Было принято еще такое решение:
«Возле Мареева моста… сделать городьбу и ворота, содержать сторожа владельцам пашен за свой счет, причем земельно-лесной отдел должен отпустить дерева на это бесплатно».
Расходились по домам поздно, и никто не предполагал, что завтра вся жизнь круто изменится — в Челябинске и по всей транссибирской магистрали начался мятеж чехословаков, которым Советское правительство разрешило выехать на родину через Владивосток. Мятеж подготовила и активно поддержала Антанта и внутренняя контрреволюция.

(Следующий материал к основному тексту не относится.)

/// Social media planner post

use crate::models::{Collections, Entity};
use crate::store::Table;
use serde::{Deserialize, Serialize};
use validator::Validate;

#[derive(Debug, Clone, PartialEq, Serialize, Deserialize)]
pub struct SocialMediaPostRow {
    pub id: String,
    pub project_id: String,
    pub client_name: String,
    pub post_type: String,
    pub platform: String,
    pub scheduled_date: String,
    pub caption: String,
    pub media_url: Option<String>,
    pub status: String,
    pub notes: Option<String>,
}

#[derive(Debug, Clone, PartialEq, Serialize, Deserialize)]
#[serde(rename_all = "camelCase")]
pub struct SocialMediaPost {
    pub id: String,
    pub project_id: String,
    pub client_name: String,
    /// `Instagram Feed`, `Instagram Story`, `Reels`, ...
    pub post_type: String,
    pub platform: String,
    pub scheduled_date: String,
    pub caption: String,
    #[serde(skip_serializing_if = "Option::is_none")]
    pub media_url: Option<String>,
    /// `Draf`, `Terjadwal`, `Diposting`, `Dibatalkan`
    pub status: String,
    #[serde(skip_serializing_if = "Option::is_none")]
    pub notes: Option<String>,
}

impl From<SocialMediaPostRow> for SocialMediaPost {
    fn from(row: SocialMediaPostRow) -> Self {
        SocialMediaPost {
            id: row.id,
            project_id: row.project_id,
            client_name: row.client_name,
            post_type: row.post_type,
            platform: row.platform,
            scheduled_date: row.scheduled_date,
            caption: row.caption,
            media_url: row.media_url,
            status: row.status,
            notes: row.notes,
        }
    }
}

impl From<SocialMediaPost> for SocialMediaPostRow {
    fn from(post: SocialMediaPost) -> Self {
        SocialMediaPostRow {
            id: post.id,
            project_id: post.project_id,
            client_name: post.client_name,
            post_type: post.post_type,
            platform: post.platform,
            scheduled_date: post.scheduled_date,
            caption: post.caption,
            media_url: post.media_url,
            status: post.status,
            notes: post.notes,
        }
    }
}

#[derive(Debug, Clone, Serialize, Deserialize, Validate)]
#[serde(rename_all(serialize = "snake_case", deserialize = "camelCase"))]
pub struct NewSocialMediaPost {
    pub project_id: String,
    pub client_name: String,
    pub post_type: String,
    pub platform: String,
    #[validate(length(min = 1, message = "Scheduled date is required"))]
    pub scheduled_date: String,
    pub caption: String,
    pub media_url: Option<String>,
    pub status: String,
    pub notes: Option<String>,
}

#[derive(Debug, Clone, Default, Serialize, Deserialize)]
#[serde(default, rename_all(serialize = "snake_case", deserialize = "camelCase"))]
pub struct SocialMediaPostPatch {
    #[serde(skip_serializing_if = "Option::is_none")]
    pub post_type: Option<String>,
    #[serde(skip_serializing_if = "Option::is_none")]
    pub platform: Option<String>,
    #[serde(skip_serializing_if = "Option::is_none")]
    pub scheduled_date: Option<String>,
    #[serde(skip_serializing_if = "Option::is_none")]
    pub caption: Option<String>,
    #[serde(
        default,
        deserialize_with = "crate::models::nullable",
        skip_serializing_if = "Option::is_none"
    )]
    pub media_url: Option<Option<String>>,
    #[serde(skip_serializing_if = "Option::is_none")]
    pub status: Option<String>,
    #[serde(
        default,
        deserialize_with = "crate::models::nullable",
        skip_serializing_if = "Option::is_none"
    )]
    pub notes: Option<Option<String>>,
}

impl Entity for SocialMediaPost {
    type Row = SocialMediaPostRow;
    type New = NewSocialMediaPost;
    type Patch = SocialMediaPostPatch;

    const TABLE: Table = Table::SocialMediaPosts;

    fn id(&self) -> &str {
        &self.id
    }

    fn collection(set: &Collections) -> &Vec<Self> {
        &set.social_media_posts
    }

    fn collection_mut(set: &mut Collections) -> &mut Vec<Self> {
        &mut set.social_media_posts
    }
}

Это было началом гражданской войны в России.
На тихой улочке…
Иван выздоравливал медленно. Глаша ухаживала за ним, как за маленьким. Ему это нравилось и в то же время оставляло в душе чувство вины перед женой. Как-то она, внимательно осмотрев его волосы, удивилась:
— Вань, а седых-то сколько-о-о!
Он взял с комода зеркальце, долго всматривался в свое скуластое похудевшее лицо и усталые глаза, поерошил щетину начинающих отрастать волос, потер пальцем подглазницы, обведенные светло-фиолетовыми синяками. Да, состарила его эта история на добрый десяток лет. Знай Иван, что в баульчике, ни за какие бы капиталы не поехал в Екатеринбург.